[Material to process — start]
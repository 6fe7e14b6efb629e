//! # Admission Testing
//!
//! Testing utilities for the admission engine.
//!
//! This crate provides:
//! - In-memory collaborators ([`InMemoryTicketStore`], [`InMemoryAuditLog`],
//!   [`RecordingPublisher`]) with fault injection
//! - A fixed clock for deterministic timestamps
//! - Ticket fixtures built from the built-in policies
//! - proptest strategies for domain values
//!
//! ## Example
//!
//! ```
//! use admission_testing::{InMemoryTicketStore, fixtures, test_clock};
//! use admission_core::environment::Clock;
//! use admission_core::types::TicketType;
//!
//! let store = InMemoryTicketStore::new();
//! store.insert(fixtures::ticket("T-1", TicketType::FullPass));
//! assert_eq!(test_clock().now(), test_clock().now());
//! ```

pub mod audit;
pub mod store;

use chrono::{DateTime, Utc};
use admission_core::environment::Clock;

/// Mock implementations of Environment traits
pub mod mocks {
    use super::{Clock, DateTime, Utc};

    /// Fixed clock for deterministic tests
    ///
    /// Always returns the same time, making tests reproducible.
    ///
    /// # Example
    ///
    /// ```
    /// use admission_testing::mocks::FixedClock;
    /// use admission_core::environment::Clock;
    /// use chrono::Utc;
    ///
    /// let clock = FixedClock::new(Utc::now());
    /// let time1 = clock.now();
    /// let time2 = clock.now();
    /// assert_eq!(time1, time2); // Always the same!
    /// ```
    #[derive(Debug, Clone)]
    pub struct FixedClock {
        time: DateTime<Utc>,
    }

    impl FixedClock {
        /// Create a new fixed clock with the given time
        #[must_use]
        pub const fn new(time: DateTime<Utc>) -> Self {
            Self { time }
        }
    }

    impl Clock for FixedClock {
        fn now(&self) -> DateTime<Utc> {
            self.time
        }
    }

    /// Create a default fixed clock for tests (2025-01-01 00:00:00 UTC)
    ///
    /// # Panics
    ///
    /// This function will panic if the hardcoded timestamp fails to parse,
    /// which should never happen in practice.
    #[must_use]
    #[allow(clippy::expect_used)]
    pub fn test_clock() -> FixedClock {
        FixedClock::new(
            DateTime::parse_from_rfc3339("2025-01-01T00:00:00Z")
                .expect("hardcoded timestamp should always parse")
                .with_timezone(&Utc),
        )
    }
}

/// Ticket fixtures.
pub mod fixtures {
    use super::mocks::test_clock;
    use admission_core::environment::Clock;
    use admission_core::registry::{TicketTypeConfig, TicketTypeRegistry};
    use admission_core::types::{EventDay, Ticket, TicketId, TicketType};

    /// Issue an `ACTIVE` ticket with the built-in policy for `ticket_type`.
    ///
    /// Every built-in type is registered, so the fallback policy is never used; it
    /// exists only to keep this helper infallible.
    #[must_use]
    pub fn ticket(ticket_id: &str, ticket_type: TicketType) -> Ticket {
        let registry = TicketTypeRegistry::builtin();
        let fallback = TicketTypeConfig::new(Vec::<EventDay>::new(), 0);
        let policy = registry.policy_for(ticket_type).unwrap_or(&fallback);
        Ticket::issue(TicketId::new(ticket_id), ticket_type, policy, test_clock().now())
    }

    /// Issue an `ACTIVE` ticket with an explicit policy.
    #[must_use]
    pub fn ticket_with_policy(
        ticket_id: &str,
        ticket_type: TicketType,
        policy: &TicketTypeConfig,
    ) -> Ticket {
        Ticket::issue(TicketId::new(ticket_id), ticket_type, policy, test_clock().now())
    }
}

/// Property-based testing strategies.
pub mod properties {
    use admission_core::types::{EventDay, TicketType};
    use proptest::prelude::*;

    /// Any admission day.
    pub fn event_day() -> impl Strategy<Value = EventDay> {
        prop::sample::select(EventDay::ALL.to_vec())
    }

    /// Any ticket type.
    pub fn ticket_type() -> impl Strategy<Value = TicketType> {
        prop::sample::select(TicketType::ALL.to_vec())
    }

    /// A sequence of scan attempts.
    pub fn scan_days(max_len: usize) -> impl Strategy<Value = Vec<EventDay>> {
        prop::collection::vec(event_day(), 0..=max_len)
    }
}

/// Install a `tracing` subscriber for test output (idempotent).
///
/// Honours `RUST_LOG`; defaults to `warn`.
pub fn init_test_tracing() {
    let _ = tracing_subscriber::fmt()
        .with_env_filter(
            tracing_subscriber::EnvFilter::try_from_default_env()
                .unwrap_or_else(|_| "warn".into()),
        )
        .with_test_writer()
        .try_init();
}

// Re-export commonly used items
pub use audit::{InMemoryAuditLog, RecordingPublisher};
pub use mocks::{FixedClock, test_clock};
pub use store::InMemoryTicketStore;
[Material to process — finish]
* **Required action**
Search the data above for lines holding "InMemoryTicketStore" and copy each of them.

* **Exercise solution**
//! - In-memory collaborators ([`InMemoryTicketStore`], [`InMemoryAuditLog`],
//! use admission_testing::{InMemoryTicketStore, fixtures, test_clock};
//! let store = InMemoryTicketStore::new();
pub use store::InMemoryTicketStore;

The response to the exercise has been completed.